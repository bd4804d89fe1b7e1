//! Operation classification
//!
//! Parses operation text with the SPARQL grammar and classifies the algebra
//! into a typed [`OperationTag`]. Dispatch always switches on the tag; the
//! humanized tag name ("Select Query") only ever appears in messages.

use once_cell::sync::Lazy;
use oxigraph::model::NamedNode;
use regex::Regex;
use spargebra::algebra::{
    AggregateExpression, AggregateFunction, Expression, Function, GraphPattern, OrderExpression,
};
use spargebra::{GraphUpdateOperation, Query, Update};

use crate::errors::{EndpointError, Result};
use crate::negotiate::ResultShape;
use crate::protocol::{Operation, OperationKind};

/// XSD constructor casts are built-ins, not extension functions
const XSD_NAMESPACE: &str = "http://www.w3.org/2001/XMLSchema#";

static CAMEL_BOUNDARY: Lazy<Regex> = Lazy::new(|| Regex::new(r"(\w)([A-Z])").expect("valid regex"));

/// Top-level operation tag of a parsed operation
#[derive(Debug, Clone, Copy, PartialEq, Eq, Hash)]
pub enum OperationTag {
    SelectQuery,
    AskQuery,
    ConstructQuery,
    DescribeQuery,
    InsertData,
    DeleteData,
    DeleteInsert,
    Load,
    Clear,
    Create,
    Drop,
    /// Update request without any operation
    Update,
}

impl OperationTag {
    /// Camel-cased algebra name
    pub fn name(self) -> &'static str {
        match self {
            OperationTag::SelectQuery => "SelectQuery",
            OperationTag::AskQuery => "AskQuery",
            OperationTag::ConstructQuery => "ConstructQuery",
            OperationTag::DescribeQuery => "DescribeQuery",
            OperationTag::InsertData => "InsertData",
            OperationTag::DeleteData => "DeleteData",
            OperationTag::DeleteInsert => "DeleteInsert",
            OperationTag::Load => "Load",
            OperationTag::Clear => "Clear",
            OperationTag::Create => "Create",
            OperationTag::Drop => "Drop",
            OperationTag::Update => "Update",
        }
    }

    /// Space-separated name for messages ("SelectQuery" -> "Select Query")
    pub fn display_name(self) -> String {
        humanize(self.name())
    }

    /// LOAD needs a remote fetch client, which the endpoint does not have
    pub fn is_supported(self) -> bool {
        !matches!(self, OperationTag::Load)
    }

    fn of_update_operation(operation: &GraphUpdateOperation) -> Self {
        match operation {
            GraphUpdateOperation::InsertData { .. } => OperationTag::InsertData,
            GraphUpdateOperation::DeleteData { .. } => OperationTag::DeleteData,
            GraphUpdateOperation::DeleteInsert { .. } => OperationTag::DeleteInsert,
            GraphUpdateOperation::Load { .. } => OperationTag::Load,
            GraphUpdateOperation::Clear { .. } => OperationTag::Clear,
            GraphUpdateOperation::Create { .. } => OperationTag::Create,
            GraphUpdateOperation::Drop { .. } => OperationTag::Drop,
        }
    }
}

/// Insert a space at every camel-case boundary
pub fn humanize(name: &str) -> String {
    CAMEL_BOUNDARY.replace_all(name, "$1 $2").into_owned()
}

/// A successfully parsed operation
#[derive(Debug, Clone)]
pub enum ParsedOperation {
    Query { text: String, algebra: Query },
    Update { text: String, algebra: Update },
}

/// Parse the operation text according to its kind
pub fn parse(operation: &Operation) -> Result<ParsedOperation> {
    match operation.kind {
        OperationKind::Query => Query::parse(&operation.text, None)
            .map(|algebra| ParsedOperation::Query {
                text: operation.text.clone(),
                algebra,
            })
            .map_err(|e| EndpointError::bad_request(e.to_string())),
        OperationKind::Update => Update::parse(&operation.text, None)
            .map(|algebra| ParsedOperation::Update {
                text: operation.text.clone(),
                algebra,
            })
            .map_err(|e| EndpointError::bad_request(e.to_string())),
    }
}

/// Reject parsed operations the endpoint does not execute
pub fn ensure_supported(parsed: &ParsedOperation) -> Result<()> {
    let tag = parsed.tag();
    if tag.is_supported() {
        Ok(())
    } else {
        Err(EndpointError::not_implemented(format!(
            "{} not implemented",
            tag.display_name()
        )))
    }
}

impl ParsedOperation {
    pub fn text(&self) -> &str {
        match self {
            ParsedOperation::Query { text, .. } | ParsedOperation::Update { text, .. } => text,
        }
    }

    pub fn kind(&self) -> OperationKind {
        match self {
            ParsedOperation::Query { .. } => OperationKind::Query,
            ParsedOperation::Update { .. } => OperationKind::Update,
        }
    }

    /// Classification tag.
    ///
    /// For update sequences this is the first unsupported operation, if any,
    /// otherwise the first operation.
    pub fn tag(&self) -> OperationTag {
        match self {
            ParsedOperation::Query { algebra, .. } => match algebra {
                Query::Select { .. } => OperationTag::SelectQuery,
                Query::Ask { .. } => OperationTag::AskQuery,
                Query::Construct { .. } => OperationTag::ConstructQuery,
                Query::Describe { .. } => OperationTag::DescribeQuery,
            },
            ParsedOperation::Update { algebra, .. } => {
                let tags: Vec<OperationTag> = algebra
                    .operations
                    .iter()
                    .map(OperationTag::of_update_operation)
                    .collect();
                tags.iter()
                    .copied()
                    .find(|tag| !tag.is_supported())
                    .or_else(|| tags.first().copied())
                    .unwrap_or(OperationTag::Update)
            }
        }
    }

    /// Shape of the results a query produces; `None` for updates
    pub fn result_shape(&self) -> Option<ResultShape> {
        match self.tag() {
            OperationTag::SelectQuery => Some(ResultShape::Tabular),
            OperationTag::AskQuery => Some(ResultShape::Boolean),
            OperationTag::ConstructQuery | OperationTag::DescribeQuery => Some(ResultShape::Graph),
            _ => None,
        }
    }

    /// Every extension function IRI called anywhere in the algebra, deduplicated
    pub fn function_calls(&self) -> Vec<NamedNode> {
        let mut calls = Vec::new();
        match self {
            ParsedOperation::Query { algebra, .. } => {
                let pattern = match algebra {
                    Query::Select { pattern, .. }
                    | Query::Ask { pattern, .. }
                    | Query::Construct { pattern, .. }
                    | Query::Describe { pattern, .. } => pattern,
                };
                collect_pattern(pattern, &mut calls);
            }
            ParsedOperation::Update { algebra, .. } => {
                for operation in &algebra.operations {
                    match operation {
                        GraphUpdateOperation::DeleteInsert { pattern, .. } => {
                            collect_pattern(pattern, &mut calls)
                        }
                        GraphUpdateOperation::InsertData { .. }
                        | GraphUpdateOperation::DeleteData { .. }
                        | GraphUpdateOperation::Load { .. }
                        | GraphUpdateOperation::Clear { .. }
                        | GraphUpdateOperation::Create { .. }
                        | GraphUpdateOperation::Drop { .. } => {}
                    }
                }
            }
        }
        calls
    }
}

fn push_call(iri: &NamedNode, calls: &mut Vec<NamedNode>) {
    if !iri.as_str().starts_with(XSD_NAMESPACE) && !calls.contains(iri) {
        calls.push(iri.clone());
    }
}

fn collect_pattern(pattern: &GraphPattern, calls: &mut Vec<NamedNode>) {
    match pattern {
        GraphPattern::Join { left, right }
        | GraphPattern::Union { left, right }
        | GraphPattern::Minus { left, right }
        | GraphPattern::Lateral { left, right } => {
            collect_pattern(left, calls);
            collect_pattern(right, calls);
        }
        GraphPattern::LeftJoin {
            left,
            right,
            expression,
        } => {
            collect_pattern(left, calls);
            collect_pattern(right, calls);
            if let Some(expression) = expression {
                collect_expression(expression, calls);
            }
        }
        GraphPattern::Filter { expr, inner } => {
            collect_pattern(inner, calls);
            collect_expression(expr, calls);
        }
        GraphPattern::Extend {
            inner, expression, ..
        } => {
            collect_pattern(inner, calls);
            collect_expression(expression, calls);
        }
        GraphPattern::OrderBy { inner, expression } => {
            collect_pattern(inner, calls);
            for order in expression {
                match order {
                    OrderExpression::Asc(e) | OrderExpression::Desc(e) => collect_expression(e, calls),
                }
            }
        }
        GraphPattern::Group {
            inner, aggregates, ..
        } => {
            collect_pattern(inner, calls);
            for (_, aggregate) in aggregates {
                collect_aggregate(aggregate, calls);
            }
        }
        GraphPattern::Graph { inner, .. }
        | GraphPattern::Project { inner, .. }
        | GraphPattern::Distinct { inner }
        | GraphPattern::Reduced { inner }
        | GraphPattern::Slice { inner, .. } => collect_pattern(inner, calls),
        // SERVICE bodies are evaluated by the remote endpoint
        GraphPattern::Service { .. } => {}
        GraphPattern::Bgp { .. } | GraphPattern::Path { .. } | GraphPattern::Values { .. } => {}
    }
}

fn collect_aggregate(aggregate: &AggregateExpression, calls: &mut Vec<NamedNode>) {
    match aggregate {
        AggregateExpression::CountSolutions { .. } => {}
        AggregateExpression::FunctionCall { name, expr, .. } => {
            if let AggregateFunction::Custom(iri) = name {
                push_call(iri, calls);
            }
            collect_expression(expr, calls);
        }
    }
}

fn collect_expression(expression: &Expression, calls: &mut Vec<NamedNode>) {
    match expression {
        Expression::FunctionCall(function, args) => {
            if let Function::Custom(iri) = function {
                push_call(iri, calls);
            }
            for arg in args {
                collect_expression(arg, calls);
            }
        }
        Expression::Or(a, b)
        | Expression::And(a, b)
        | Expression::Equal(a, b)
        | Expression::SameTerm(a, b)
        | Expression::Greater(a, b)
        | Expression::GreaterOrEqual(a, b)
        | Expression::Less(a, b)
        | Expression::LessOrEqual(a, b)
        | Expression::Add(a, b)
        | Expression::Subtract(a, b)
        | Expression::Multiply(a, b)
        | Expression::Divide(a, b) => {
            collect_expression(a, calls);
            collect_expression(b, calls);
        }
        Expression::UnaryPlus(e) | Expression::UnaryMinus(e) | Expression::Not(e) => {
            collect_expression(e, calls)
        }
        Expression::In(e, list) => {
            collect_expression(e, calls);
            for item in list {
                collect_expression(item, calls);
            }
        }
        Expression::If(a, b, c) => {
            collect_expression(a, calls);
            collect_expression(b, calls);
            collect_expression(c, calls);
        }
        Expression::Coalesce(list) => {
            for item in list {
                collect_expression(item, calls);
            }
        }
        Expression::Exists(pattern) => collect_pattern(pattern, calls),
        Expression::NamedNode(_)
        | Expression::Literal(_)
        | Expression::Variable(_)
        | Expression::Bound(_) => {}
    }
}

########

# TASK PROMPT
All lines in the listing above that contain "ConstructQuery" should be shown.

# RESPONSE TO THIS EXERCISE
    ConstructQuery,
            OperationTag::ConstructQuery => "ConstructQuery",
                Query::Construct { .. } => OperationTag::ConstructQuery,
            OperationTag::ConstructQuery | OperationTag::DescribeQuery => Some(ResultShape::Graph),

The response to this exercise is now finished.